"""

//! Run record repository

use crate::error::{StorageError, StorageResult};
use async_trait::async_trait;
use genbench_core::layout::{self, parse_numbered_dir, EXIT_STATUS_FILE, RESOURCE_METRICS_FILE};
use genbench_core::{ExitStatusRecord, ResourceMetricsRecord, RunKey, RunRecord};
use serde::de::DeserializeOwned;
use serde::Serialize;
use std::collections::HashSet;
use std::path::{Path, PathBuf};
use std::sync::{Arc, Mutex, MutexGuard};
use tokio::fs;
use tracing::{debug, info, warn};

type ClaimSet = Arc<Mutex<HashSet<RunKey>>>;

fn lock(claims: &ClaimSet) -> MutexGuard<'_, HashSet<RunKey>> {
    claims.lock().unwrap_or_else(|poisoned| poisoned.into_inner())
}

/// Exclusive right to write one run's directory. Released on drop.
#[derive(Debug)]
pub struct RunClaim {
    key: RunKey,
    claims: ClaimSet,
}

impl RunClaim {
    pub fn key(&self) -> RunKey {
        self.key
    }
}

impl Drop for RunClaim {
    fn drop(&mut self) {
        lock(&self.claims).remove(&self.key);
    }
}

/// A run directory found in the store, with its record if one is complete
#[derive(Debug, Clone)]
pub struct StoredRun {
    pub key: RunKey,
    pub dir: PathBuf,
    pub record: Option<RunRecord>,
}

/// Durable store of run records with one writer per run
#[async_trait]
pub trait RunRepository: Send + Sync {
    /// Root of the store
    fn root(&self) -> &Path;

    /// Directory owned by a run
    fn run_dir(&self, key: RunKey) -> PathBuf {
        layout::run_dir(self.root(), key)
    }

    /// Take the single-writer claim on a run
    fn claim(&self, key: RunKey) -> StorageResult<RunClaim>;

    /// Persist both halves of a finished record
    async fn save(&self, claim: &RunClaim, record: &RunRecord) -> StorageResult<PathBuf>;

    /// Load a record; `None` when the run has no record files at all
    async fn load(&self, key: RunKey) -> StorageResult<Option<RunRecord>>;

    /// Whether a complete, parseable record exists
    async fn has_record(&self, key: RunKey) -> bool {
        matches!(self.load(key).await, Ok(Some(_)))
    }

    /// Endpoint ids with a directory in the store, ascending
    async fn list_endpoints(&self) -> StorageResult<Vec<u32>>;

    /// Every run directory of an endpoint, ascending by run number
    async fn list_runs(&self, endpoint_id: u32) -> StorageResult<Vec<StoredRun>>;

    /// Complete records of an endpoint, ascending by run number
    async fn load_endpoint(&self, endpoint_id: u32) -> StorageResult<Vec<RunRecord>> {
        Ok(self
            .list_runs(endpoint_id)
            .await?
            .into_iter()
            .filter_map(|run| run.record)
            .collect())
    }

    /// Remove a run directory that was never completed
    async fn discard(&self, claim: RunClaim) -> StorageResult<()>;
}

/// Repository over the `endpoint_NN/run_NN` results tree
#[derive(Debug, Clone)]
pub struct FilesystemRepository {
    root: PathBuf,
    claims: ClaimSet,
}

impl FilesystemRepository {
    pub fn new(root: impl Into<PathBuf>) -> Self {
        Self {
            root: root.into(),
            claims: Arc::new(Mutex::new(HashSet::new())),
        }
    }

    async fn numbered_children(dir: &Path, prefix: &str) -> StorageResult<Vec<(u32, PathBuf)>> {
        let mut found = Vec::new();
        let mut entries = match fs::read_dir(dir).await {
            Ok(entries) => entries,
            Err(e) if e.kind() == std::io::ErrorKind::NotFound => return Ok(found),
            Err(e) => return Err(e.into()),
        };

        while let Some(entry) = entries.next_entry().await? {
            if !entry.file_type().await?.is_dir() {
                continue;
            }
            let name = entry.file_name();
            if let Some(number) = name.to_str().and_then(|n| parse_numbered_dir(n, prefix)) {
                found.push((number, entry.path()));
            }
        }
        found.sort_by_key(|(number, _)| *number);
        Ok(found)
    }
}

#[async_trait]
impl RunRepository for FilesystemRepository {
    fn root(&self) -> &Path {
        &self.root
    }

    fn claim(&self, key: RunKey) -> StorageResult<RunClaim> {
        let mut claims = lock(&self.claims);
        if !claims.insert(key) {
            return Err(StorageError::AlreadyClaimed(key));
        }
        debug!("Claimed run directory for {}", key);
        Ok(RunClaim {
            key,
            claims: Arc::clone(&self.claims),
        })
    }

    async fn save(&self, claim: &RunClaim, record: &RunRecord) -> StorageResult<PathBuf> {
        if claim.key != record.key() {
            return Err(StorageError::ClaimMismatch {
                claimed: claim.key,
                record: record.key(),
            });
        }

        let dir = self.run_dir(claim.key);
        fs::create_dir_all(&dir).await?;

        let (resource, status) = record.to_parts();
        write_json_atomic(&dir.join(RESOURCE_METRICS_FILE), &resource).await?;
        write_json_atomic(&dir.join(EXIT_STATUS_FILE), &status).await?;

        info!(
            endpoint_id = record.endpoint_id,
            run_number = record.run_number,
            error_type = %record.error_type,
            "Recorded run in {}",
            dir.display()
        );
        Ok(dir)
    }

    async fn load(&self, key: RunKey) -> StorageResult<Option<RunRecord>> {
        let dir = self.run_dir(key);
        let resource_path = dir.join(RESOURCE_METRICS_FILE);
        let status_path = dir.join(EXIT_STATUS_FILE);

        let resource: Option<ResourceMetricsRecord> = read_json(&resource_path).await?;
        let status: Option<ExitStatusRecord> = read_json(&status_path).await?;

        match (resource, status) {
            (Some(resource), Some(status)) => Ok(Some(RunRecord::from_parts(resource, status)?)),
            (None, None) => Ok(None),
            (Some(_), None) => Err(StorageError::Incomplete {
                key,
                missing: status_path,
            }),
            (None, Some(_)) => Err(StorageError::Incomplete {
                key,
                missing: resource_path,
            }),
        }
    }

    async fn list_endpoints(&self) -> StorageResult<Vec<u32>> {
        Ok(Self::numbered_children(&self.root, "endpoint")
            .await?
            .into_iter()
            .map(|(id, _)| id)
            .collect())
    }

    async fn list_runs(&self, endpoint_id: u32) -> StorageResult<Vec<StoredRun>> {
        let endpoint_dir = layout::endpoint_dir(&self.root, endpoint_id);
        let mut runs = Vec::new();

        for (run_number, dir) in Self::numbered_children(&endpoint_dir, "run").await? {
            let key = RunKey::new(endpoint_id, run_number);
            let record = match self.load(key).await {
                Ok(record) => record,
                Err(e) => {
                    warn!("Ignoring unreadable record for {}: {}", key, e);
                    None
                }
            };
            runs.push(StoredRun { key, dir, record });
        }
        Ok(runs)
    }

    async fn discard(&self, claim: RunClaim) -> StorageResult<()> {
        let dir = self.run_dir(claim.key);
        match fs::remove_dir_all(&dir).await {
            Ok(()) => {
                info!("Discarded unfinished run directory {}", dir.display());
                Ok(())
            }
            Err(e) if e.kind() == std::io::ErrorKind::NotFound => Ok(()),
            Err(e) => Err(e.into()),
        }
    }
}

/// Write JSON to a sibling temp file, then rename it over the target
pub async fn write_json_atomic<T: Serialize>(path: &Path, value: &T) -> StorageResult<()> {
    let mut bytes = serde_json::to_vec_pretty(value)?;
    bytes.push(b'\n');
    write_atomic(path, &bytes).await
}

/// Write bytes to a sibling temp file, then rename it over the target
pub async fn write_atomic(path: &Path, bytes: &[u8]) -> StorageResult<()> {
    let file_name = path
        .file_name()
        .map(|name| name.to_string_lossy().into_owned())
        .unwrap_or_default();
    let tmp = path.with_file_name(format!(".{}.tmp", file_name));
    fs::write(&tmp, bytes).await?;
    fs::rename(&tmp, path).await?;
    Ok(())
}

async fn read_json<T: DeserializeOwned>(path: &Path) -> StorageResult<Option<T>> {
    let bytes = match fs::read(path).await {
        Ok(bytes) => bytes,
        Err(e) if e.kind() == std::io::ErrorKind::NotFound => return Ok(None),
        Err(e) => return Err(e.into()),
    };
    serde_json::from_slice(&bytes)
        .map(Some)
        .map_err(|e| StorageError::Corrupt {
            path: path.to_path_buf(),
            message: e.to_string(),
        })
}

#[cfg(test)]
mod tests {
    use super::*;
    use chrono::{TimeZone, Utc};
    use genbench_core::{
        ArtifactCounts, CoverageFigures, ErrorCounts, ErrorType, GenerationStatus,
        ResourceSummary,
    };
    use tempfile::TempDir;

    fn record(endpoint_id: u32, run_number: u32) -> RunRecord {
        RunRecord {
            endpoint_id,
            run_number,
            started_at: Utc.with_ymd_and_hms(2026, 3, 1, 10, 0, 0).unwrap(),
            finished_at: Utc.with_ymd_and_hms(2026, 3, 1, 10, 1, 3).unwrap(),
            duration_seconds: 63.127,
            search_budget_seconds: 60,
            exit_code: 1,
            timed_out: false,
            generation_status: GenerationStatus::Failed,
            error_type: ErrorType::RmiSerialization,
            error_message: "java.lang.NoClassDefFoundError: org/springframework/http/HttpEntity"
                .to_string(),
            error_counts: ErrorCounts {
                total_errors: 2,
                missing_packages: 0,
                missing_symbols: 0,
            },
            resources: ResourceSummary {
                cpu_average_percent: 37.41,
                memory_peak_mb: 2048.33,
                samples: 13,
            },
            artifacts: ArtifactCounts::default(),
            coverage: CoverageFigures::unavailable(),
        }
    }

    #[tokio::test]
    async fn test_save_and_load_round_trip() {
        let temp = TempDir::new().unwrap();
        let repo = FilesystemRepository::new(temp.path());
        let original = record(7, 1);

        let claim = repo.claim(original.key()).unwrap();
        let dir = repo.save(&claim, &original).await.unwrap();
        assert_eq!(dir, temp.path().join("endpoint_07").join("run_01"));
        assert!(dir.join(RESOURCE_METRICS_FILE).exists());
        assert!(dir.join(EXIT_STATUS_FILE).exists());
        assert!(!dir.join(".exit-status.json.tmp").exists());

        let loaded = repo.load(original.key()).await.unwrap().unwrap();
        assert_eq!(loaded, original);
        assert!(repo.has_record(original.key()).await);
    }

    #[tokio::test]
    async fn test_rewriting_loaded_record_is_byte_identical() {
        let temp = TempDir::new().unwrap();
        let repo = FilesystemRepository::new(temp.path());
        let original = record(3, 2);
        let claim = repo.claim(original.key()).unwrap();
        let dir = repo.save(&claim, &original).await.unwrap();
        let first = std::fs::read(dir.join(RESOURCE_METRICS_FILE)).unwrap();

        let loaded = repo.load(original.key()).await.unwrap().unwrap();
        repo.save(&claim, &loaded).await.unwrap();
        let second = std::fs::read(dir.join(RESOURCE_METRICS_FILE)).unwrap();
        assert_eq!(first, second);
    }

    #[tokio::test]
    async fn test_one_writer_per_run() {
        let temp = TempDir::new().unwrap();
        let repo = FilesystemRepository::new(temp.path());
        let key = RunKey::new(1, 1);

        let claim = repo.claim(key).unwrap();
        assert!(matches!(repo.claim(key), Err(StorageError::AlreadyClaimed(k)) if k == key));
        assert!(repo.claim(RunKey::new(1, 2)).is_ok());

        let err = repo.save(&claim, &record(1, 2)).await.unwrap_err();
        assert!(matches!(err, StorageError::ClaimMismatch { .. }));

        drop(claim);
        assert!(repo.claim(key).is_ok());
    }

    #[tokio::test]
    async fn test_listing_and_partial_records() {
        let temp = TempDir::new().unwrap();
        let repo = FilesystemRepository::new(temp.path());

        for run in [1, 3] {
            let rec = record(2, run);
            let claim = repo.claim(rec.key()).unwrap();
            repo.save(&claim, &rec).await.unwrap();
        }
        // A run directory left without records
        std::fs::create_dir_all(temp.path().join("endpoint_02").join("run_02")).unwrap();
        std::fs::create_dir_all(temp.path().join("endpoint_05")).unwrap();
        std::fs::create_dir_all(temp.path().join("not-an-endpoint")).unwrap();

        assert_eq!(repo.list_endpoints().await.unwrap(), vec![2, 5]);

        let runs = repo.list_runs(2).await.unwrap();
        let numbers: Vec<u32> = runs.iter().map(|r| r.key.run_number).collect();
        assert_eq!(numbers, vec![1, 2, 3]);
        assert!(runs[1].record.is_none());

        let records = repo.load_endpoint(2).await.unwrap();
        assert_eq!(records.len(), 2);
        assert!(repo.list_runs(9).await.unwrap().is_empty());
    }

    #[tokio::test]
    async fn test_incomplete_and_corrupt_records() {
        let temp = TempDir::new().unwrap();
        let repo = FilesystemRepository::new(temp.path());
        let key = RunKey::new(4, 1);
        let dir = repo.run_dir(key);
        std::fs::create_dir_all(&dir).unwrap();

        std::fs::write(dir.join(EXIT_STATUS_FILE), "{}").unwrap();
        assert!(matches!(
            repo.load(key).await,
            Err(StorageError::Corrupt { .. })
        ));

        let (_, status) = record(4, 1).to_parts();
        std::fs::write(dir.join(EXIT_STATUS_FILE), serde_json::to_vec(&status).unwrap()).unwrap();
        assert!(matches!(
            repo.load(key).await,
            Err(StorageError::Incomplete { .. })
        ));
        assert!(!repo.has_record(key).await);
    }

    #[tokio::test]
    async fn test_discard_removes_run_directory() {
        let temp = TempDir::new().unwrap();
        let repo = FilesystemRepository::new(temp.path());
        let key = RunKey::new(6, 1);
        let dir = repo.run_dir(key);
        std::fs::create_dir_all(dir.join("generated-tests")).unwrap();
        std::fs::write(dir.join("evosuite-output.log"), "partial").unwrap();

        let claim = repo.claim(key).unwrap();
        repo.discard(claim).await.unwrap();
        assert!(!dir.exists());
        // Claim released by discard
        assert!(repo.claim(key).is_ok());
    }
}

"""

What is expected
Which lines of the listing above hold the word "push"? Copy each of them.

Answer
                found.push((number, entry.path()));
            runs.push(StoredRun { key, dir, record });
    bytes.push(b'\n');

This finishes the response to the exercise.